====== Material for the task

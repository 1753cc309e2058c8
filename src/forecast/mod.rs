//! Seasonal load forecasting
//!
//! The processed energy data is regularised to an hourly series, a
//! [`SarimaModel`] is fitted on all but the last `horizon_hours` and scored
//! against that held-out tail.

pub mod metrics;
pub mod sarima;

pub use metrics::{ForecastMetrics, ForecastQuality};
pub use sarima::{SarimaModel, SeasonalOrder};

use std::path::Path;

use chrono::{DateTime, Duration, Utc};
use serde::Serialize;
use tracing::{debug, info};

use crate::config::ForecastConfig;
use crate::data::{ColumnData, Frame};
use crate::error::{PipelineError, Result};

/// A gap-free hourly series.
#[derive(Debug, Clone, PartialEq)]
pub struct HourlySeries {
    pub start: DateTime<Utc>,
    pub values: Vec<f64>,
    /// Hours that were absent or missing and filled by interpolation.
    pub interpolated: usize,
    /// Later rows sharing an earlier row's timestamp.
    pub duplicates: usize,
}

impl HourlySeries {
    /// Sort by time, keep the first row per timestamp, reindex to every hour
    /// between the first and last observation and interpolate the gaps
    /// linearly. Timestamps off the hourly grid are dropped.
    pub fn from_frame(frame: &Frame, timestamp_column: &str, value_column: &str, source: &Path) -> Result<Self> {
        let stamps = match &frame.require_column(timestamp_column, source)?.data {
            ColumnData::Timestamp(v) => v,
            _ => {
                return Err(PipelineError::Schema(format!(
                    "column '{}' is not a timestamp",
                    timestamp_column
                )))
            }
        };
        let values = match &frame.require_column(value_column, source)?.data {
            ColumnData::Numeric(v) => v,
            _ => return Err(PipelineError::Schema(format!("column '{}' is not numeric", value_column))),
        };

        let mut observations: Vec<(DateTime<Utc>, Option<f64>)> = stamps
            .iter()
            .zip(values)
            .filter_map(|(ts, v)| ts.map(|ts| (ts, *v)))
            .collect();
        observations.sort_by_key(|(ts, _)| *ts);
        let before = observations.len();
        observations.dedup_by_key(|(ts, _)| *ts);
        let duplicates = before - observations.len();

        let start = observations
            .first()
            .map(|(ts, _)| *ts)
            .ok_or(PipelineError::InsufficientData { required: 1, actual: 0 })?;
        let end = observations.last().map_or(start, |(ts, _)| *ts);
        let n_hours = (end - start).num_hours() as usize + 1;

        let mut grid: Vec<Option<f64>> = vec![None; n_hours];
        let mut off_grid = 0;
        for (ts, value) in observations {
            let offset = ts - start;
            if offset.num_seconds() % 3600 != 0 {
                off_grid += 1;
                continue;
            }
            grid[offset.num_hours() as usize] = value;
        }
        if off_grid > 0 {
            debug!(off_grid, "dropped timestamps off the hourly grid");
        }

        let interpolated = grid.iter().filter(|v| v.is_none()).count();
        let values = interpolate_linear(&grid)?;
        Ok(Self {
            start,
            values,
            interpolated,
            duplicates,
        })
    }

    pub fn len(&self) -> usize {
        self.values.len()
    }

    pub fn is_empty(&self) -> bool {
        self.values.is_empty()
    }

    pub fn timestamp(&self, idx: usize) -> DateTime<Utc> {
        self.start + Duration::hours(idx as i64)
    }
}

/// Fill interior gaps linearly; leading and trailing gaps take the nearest value.
fn interpolate_linear(values: &[Option<f64>]) -> Result<Vec<f64>> {
    let known: Vec<(usize, f64)> = values
        .iter()
        .enumerate()
        .filter_map(|(i, v)| v.map(|v| (i, v)))
        .collect();
    if known.is_empty() {
        return Err(PipelineError::InsufficientData {
            required: 1,
            actual: 0,
        });
    }

    let mut out = Vec::with_capacity(values.len());
    let mut next = 0;
    for i in 0..values.len() {
        while next < known.len() && known[next].0 < i {
            next += 1;
        }
        let value = match (next.checked_sub(1).map(|p| known[p]), known.get(next)) {
            (_, Some(&(j, v))) if j == i => v,
            (Some((i0, v0)), Some(&(i1, v1))) => v0 + (v1 - v0) * (i - i0) as f64 / (i1 - i0) as f64,
            (Some((_, v0)), None) => v0,
            (None, Some(&(_, v1))) => v1,
            (None, None) => unreachable!("known is non-empty"),
        };
        out.push(value);
    }
    Ok(out)
}

#[derive(Debug, Clone, Serialize)]
pub struct ForecastPoint {
    pub timestamp: DateTime<Utc>,
    pub predicted: f64,
    pub actual: f64,
}

#[derive(Debug)]
pub struct ForecastReport {
    pub model: SarimaModel,
    pub points: Vec<ForecastPoint>,
    pub metrics: ForecastMetrics,
}

pub struct SeasonalForecaster {
    horizon: usize,
    order: SeasonalOrder,
}

impl SeasonalForecaster {
    pub fn new(config: &ForecastConfig) -> Self {
        Self {
            horizon: config.horizon_hours,
            order: SeasonalOrder {
                season_length: config.season_length,
            },
        }
    }

    /// Fit on everything but the last `horizon` hours and score the forecast
    /// of those hours.
    pub fn fit_and_evaluate(&self, series: &HourlySeries) -> Result<ForecastReport> {
        let required = self.order.min_observations() + self.horizon;
        if series.len() < required {
            return Err(PipelineError::InsufficientData {
                required,
                actual: series.len(),
            });
        }

        let split = series.len() - self.horizon;
        let (history, held_out) = series.values.split_at(split);
        let mut model = SarimaModel::fit(history, self.order, series.timestamp(split - 1))?;
        let predicted = model.forecast(self.horizon)?;
        let metrics = ForecastMetrics::calculate(held_out, &predicted)?;

        let points = predicted
            .iter()
            .zip(held_out)
            .enumerate()
            .map(|(i, (p, a))| ForecastPoint {
                timestamp: series.timestamp(split + i),
                predicted: *p,
                actual: *a,
            })
            .collect();

        info!(
            order = %self.order,
            observations = history.len(),
            horizon = self.horizon,
            mse = metrics.mse,
            mape = metrics.mape,
            "evaluated seasonal forecast"
        );
        Ok(ForecastReport { model, points, metrics })
    }
}
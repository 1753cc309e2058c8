//! CSV ingest and export.
//!
//! Declared columns are parsed with their schema type; rows that fail a
//! declared type are quarantined (skipped and reported) instead of being
//! carried downstream. Columns the schema does not declare, such as derived
//! features in processed files, are type-inferred.

use std::collections::HashSet;
use std::fs::File;
use std::path::Path;

use chrono::{DateTime, NaiveDateTime, Utc};
use csv::StringRecord;
use tracing::{debug, info, warn};

use super::{Column, ColumnData, ColumnKind, Frame, Schema};
use crate::error::{PipelineError, Result};

const TIMESTAMP_FORMAT: &str = "%Y-%m-%d %H:%M:%S%:z";

/// How strictly declared value constraints are enforced.
#[derive(Debug, Clone, Copy, PartialEq, Eq)]
pub enum LoadMode {
    /// Source data: declared types and value constraints (non-negative quantities).
    Raw,
    /// Pipeline output: declared types only; values may be scaled or centred.
    Derived,
}

/// A row rejected at the loading boundary.
#[derive(Debug, Clone, PartialEq)]
pub struct RowError {
    /// 1-based line number in the file, header included.
    pub line: usize,
    pub message: String,
}

#[derive(Debug, Clone)]
pub struct LoadedFrame {
    pub frame: Frame,
    pub rows_read: usize,
    pub quarantined: Vec<RowError>,
}

pub fn parse_timestamp(raw: &str) -> Option<DateTime<Utc>> {
    DateTime::parse_from_str(raw, TIMESTAMP_FORMAT)
        .or_else(|_| DateTime::parse_from_rfc3339(raw))
        .map(|dt| dt.with_timezone(&Utc))
        .ok()
        .or_else(|| {
            NaiveDateTime::parse_from_str(raw, "%Y-%m-%d %H:%M:%S")
                .ok()
                .map(|naive| naive.and_utc())
        })
}

pub fn format_timestamp(ts: DateTime<Utc>) -> String {
    ts.format(TIMESTAMP_FORMAT).to_string()
}

fn parse_number(raw: &str) -> Option<f64> {
    raw.parse::<f64>().ok().filter(|v| !v.is_nan())
}

fn open(path: &Path) -> Result<File> {
    File::open(path).map_err(|e| match e.kind() {
        std::io::ErrorKind::NotFound => PipelineError::MissingFile(path.to_path_buf()),
        _ => PipelineError::io(path, e),
    })
}

/// Load a CSV file against a declared schema.
pub fn load_csv(path: &Path, schema: &Schema, mode: LoadMode) -> Result<LoadedFrame> {
    let mut reader = csv::ReaderBuilder::new()
        .flexible(true)
        .trim(csv::Trim::All)
        .from_reader(open(path)?);

    let headers: Vec<String> = reader.headers()?.iter().map(str::to_string).collect();

    let mut seen = HashSet::new();
    for name in &headers {
        if !seen.insert(name.as_str()) {
            return Err(PipelineError::Schema(format!(
                "duplicate column '{}' in {}",
                name,
                path.display()
            )));
        }
    }

    for spec in schema.required_columns() {
        if !seen.contains(spec.name) {
            return Err(PipelineError::MissingColumn {
                column: spec.name.to_string(),
                path: path.to_path_buf(),
            });
        }
    }

    let mut quarantined = Vec::new();
    let mut records: Vec<(usize, StringRecord)> = Vec::new();
    let mut rows_read = 0;

    for (idx, result) in reader.records().enumerate() {
        rows_read += 1;
        let line = idx + 2;
        match result {
            Ok(record) if record.len() == headers.len() => records.push((line, record)),
            Ok(record) => quarantined.push(RowError {
                line,
                message: format!("expected {} fields, found {}", headers.len(), record.len()),
            }),
            Err(e) => quarantined.push(RowError {
                line,
                message: e.to_string(),
            }),
        }
    }

    let kinds: Vec<ColumnKind> = headers
        .iter()
        .enumerate()
        .map(|(col, name)| match schema.spec(name) {
            Some(spec) => spec.kind,
            None => infer_kind(records.iter().map(|(_, r)| &r[col])),
        })
        .collect();

    let mut columns: Vec<ColumnData> = kinds
        .iter()
        .map(|kind| match kind {
            ColumnKind::Timestamp => ColumnData::Timestamp(Vec::with_capacity(records.len())),
            ColumnKind::Numeric => ColumnData::Numeric(Vec::with_capacity(records.len())),
            ColumnKind::Categorical => ColumnData::Categorical(Vec::with_capacity(records.len())),
        })
        .collect();

    for (line, record) in &records {
        match parse_row(record, &headers, &kinds, schema, mode) {
            Ok(cells) => {
                for (column, cell) in columns.iter_mut().zip(cells) {
                    push_cell(column, cell);
                }
            }
            Err(message) => quarantined.push(RowError {
                line: *line,
                message,
            }),
        }
    }

    let frame = Frame::from_columns(
        headers
            .into_iter()
            .zip(columns)
            .map(|(name, data)| Column { name, data })
            .collect(),
    )?;

    if !quarantined.is_empty() {
        warn!(
            path = %path.display(),
            quarantined = quarantined.len(),
            first_line = quarantined[0].line,
            first_error = %quarantined[0].message,
            "rows failed schema validation and were quarantined"
        );
    }
    info!(
        path = %path.display(),
        schema = schema.name,
        rows = frame.n_rows(),
        columns = frame.n_cols(),
        "loaded CSV"
    );

    Ok(LoadedFrame {
        frame,
        rows_read,
        quarantined,
    })
}

enum Cell {
    Timestamp(Option<DateTime<Utc>>),
    Numeric(Option<f64>),
    Categorical(Option<String>),
}

fn push_cell(column: &mut ColumnData, cell: Cell) {
    match (column, cell) {
        (ColumnData::Timestamp(v), Cell::Timestamp(c)) => v.push(c),
        (ColumnData::Numeric(v), Cell::Numeric(c)) => v.push(c),
        (ColumnData::Categorical(v), Cell::Categorical(c)) => v.push(c),
        _ => unreachable!("cell kind follows column kind"),
    }
}

fn parse_row(
    record: &StringRecord,
    headers: &[String],
    kinds: &[ColumnKind],
    schema: &Schema,
    mode: LoadMode,
) -> std::result::Result<Vec<Cell>, String> {
    let mut cells = Vec::with_capacity(kinds.len());
    for ((raw, name), kind) in record.iter().zip(headers).zip(kinds) {
        let cell = if raw.is_empty() {
            match kind {
                ColumnKind::Timestamp => Cell::Timestamp(None),
                ColumnKind::Numeric => Cell::Numeric(None),
                ColumnKind::Categorical => Cell::Categorical(None),
            }
        } else {
            match kind {
                ColumnKind::Timestamp => Cell::Timestamp(Some(
                    parse_timestamp(raw)
                        .ok_or_else(|| format!("column '{}': invalid timestamp '{}'", name, raw))?,
                )),
                ColumnKind::Numeric => {
                    let value = if raw.eq_ignore_ascii_case("nan") {
                        None
                    } else {
                        Some(
                            parse_number(raw)
                                .ok_or_else(|| format!("column '{}': invalid number '{}'", name, raw))?,
                        )
                    };
                    if mode == LoadMode::Raw {
                        let non_negative = schema.spec(name).is_some_and(|s| s.non_negative);
                        if non_negative && value.is_some_and(|v| v < 0.0) {
                            return Err(format!("column '{}': negative quantity '{}'", name, raw));
                        }
                    }
                    Cell::Numeric(value)
                }
                ColumnKind::Categorical => Cell::Categorical(Some(raw.to_string())),
            }
        };
        cells.push(cell);
    }
    Ok(cells)
}

fn infer_kind<'a>(mut cells: impl Iterator<Item = &'a str>) -> ColumnKind {
    let numeric = cells.all(|raw| raw.is_empty() || raw.eq_ignore_ascii_case("nan") || parse_number(raw).is_some());
    if numeric {
        ColumnKind::Numeric
    } else {
        ColumnKind::Categorical
    }
}

/// Write a frame as UTF-8 CSV with a header row, creating the parent directory.
pub fn write_csv(frame: &Frame, path: &Path) -> Result<()> {
    if let Some(parent) = path.parent().filter(|p| !p.as_os_str().is_empty()) {
        std::fs::create_dir_all(parent).map_err(|e| PipelineError::io(parent, e))?;
    }

    let mut writer = csv::Writer::from_path(path)?;
    writer.write_record(frame.column_names())?;
    for row in 0..frame.n_rows() {
        writer.write_record(frame.columns().iter().map(|c| c.data.render(row)))?;
    }
    writer.flush().map_err(|e| PipelineError::io(path, e))?;

    debug!(path = %path.display(), rows = frame.n_rows(), "wrote CSV");
    Ok(())
}

#[cfg(test)]
mod tests {
    use super::*;
    use crate::data::{ENERGY_SCHEMA, TARGET_COLUMN, WEATHER_SCHEMA};
    use chrono::{TimeZone, Timelike};
    use std::io::Write;

    fn write_file(dir: &Path, name: &str, contents: &str) -> std::path::PathBuf {
        let path = dir.join(name);
        let mut f = File::create(&path).unwrap();
        f.write_all(contents.as_bytes()).unwrap();
        path
    }

    #[test]
    fn test_parse_timestamp_formats() {
        let local = parse_timestamp("2015-01-01 00:00:00+01:00").unwrap();
        assert_eq!(local, Utc.with_ymd_and_hms(2014, 12, 31, 23, 0, 0).unwrap());

        let rfc = parse_timestamp("2015-06-01T12:00:00Z").unwrap();
        assert_eq!(rfc.hour(), 12);

        assert!(parse_timestamp("yesterday").is_none());
        assert_eq!(format_timestamp(rfc), "2015-06-01 12:00:00+00:00");
    }

    #[test]
    fn test_missing_file() {
        let err = load_csv(Path::new("/nonexistent/energy.csv"), &ENERGY_SCHEMA, LoadMode::Raw)
            .unwrap_err();
        assert!(matches!(err, PipelineError::MissingFile(_)));
    }

    #[test]
    fn test_missing_required_column() {
        let dir = tempfile::tempdir().unwrap();
        let path = write_file(
            dir.path(),
            "energy.csv",
            "time,generation solar\n2015-01-01 00:00:00+01:00,10\n",
        );
        let err = load_csv(&path, &ENERGY_SCHEMA, LoadMode::Raw).unwrap_err();
        match err {
            PipelineError::MissingColumn { column, .. } => assert_eq!(column, TARGET_COLUMN),
            other => panic!("unexpected error: {other}"),
        }
    }

    #[test]
    fn test_quarantines_bad_rows() {
        let dir = tempfile::tempdir().unwrap();
        let path = write_file(
            dir.path(),
            "energy.csv",
            "time,generation solar,total load actual\n\
             2015-01-01 00:00:00+01:00,10,25000\n\
             not-a-time,10,25000\n\
             2015-01-01 02:00:00+01:00,-5,25000\n\
             2015-01-01 03:00:00+01:00,abc,25000\n\
             2015-01-01 04:00:00+01:00,,24000\n",
        );

        let loaded = load_csv(&path, &ENERGY_SCHEMA, LoadMode::Raw).unwrap();
        assert_eq!(loaded.rows_read, 5);
        assert_eq!(loaded.frame.n_rows(), 2);
        let lines: Vec<usize> = loaded.quarantined.iter().map(|e| e.line).collect();
        assert_eq!(lines, vec![3, 4, 5]);
        assert_eq!(loaded.frame.numeric("generation solar").unwrap(), &[Some(10.0), None]);
    }

    #[test]
    fn test_derived_mode_allows_negative_scaled_values() {
        let dir = tempfile::tempdir().unwrap();
        let path = write_file(
            dir.path(),
            "final.csv",
            "time,generation solar,total load actual\n2015-01-01 00:00:00+00:00,-1.25,0.3\n",
        );
        let loaded = load_csv(&path, &ENERGY_SCHEMA, LoadMode::Derived).unwrap();
        assert_eq!(loaded.frame.numeric("generation solar").unwrap(), &[Some(-1.25)]);
    }

    #[test]
    fn test_infers_undeclared_columns() {
        let dir = tempfile::tempdir().unwrap();
        let path = write_file(
            dir.path(),
            "weather.csv",
            "dt_iso,hour,season,is_weekend\n\
             2015-01-01 00:00:00+01:00,23,Winter,False\n\
             2015-01-01 01:00:00+01:00,0,Winter,True\n",
        );
        let frame = load_csv(&path, &WEATHER_SCHEMA, LoadMode::Derived).unwrap().frame;
        assert_eq!(frame.numeric("hour").unwrap(), &[Some(23.0), Some(0.0)]);
        assert_eq!(frame.categorical("season").unwrap()[0].as_deref(), Some("Winter"));
        assert!(frame.categorical("is_weekend").is_some());
    }

    #[test]
    fn test_write_then_load_preserves_values() {
        let dir = tempfile::tempdir().unwrap();
        let frame = Frame::from_columns(vec![
            Column::timestamp(
                "time",
                vec![Some(Utc.with_ymd_and_hms(2015, 1, 1, 0, 0, 0).unwrap()), None],
            ),
            Column::numeric(TARGET_COLUMN, vec![Some(25000.5), Some(24000.0)]),
            Column::categorical("season", vec![Some("Winter".into()), None]),
        ])
        .unwrap();

        let path = dir.path().join("nested").join("out.csv");
        write_csv(&frame, &path).unwrap();
        let loaded = load_csv(&path, &ENERGY_SCHEMA, LoadMode::Derived).unwrap();
        assert_eq!(loaded.frame, frame);
    }
}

============

Beginning with the line above that contains "File::open(path).map_err(|e| match e.kind()", copy each line exactly up to and including the line that contains "a declared schema.", and go no further.

:: Answer ::
    File::open(path).map_err(|e| match e.kind() {
        std::io::ErrorKind::NotFound => PipelineError::MissingFile(path.to_path_buf()),
        _ => PipelineError::io(path, e),
    })
}

/// Load a CSV file against a declared schema.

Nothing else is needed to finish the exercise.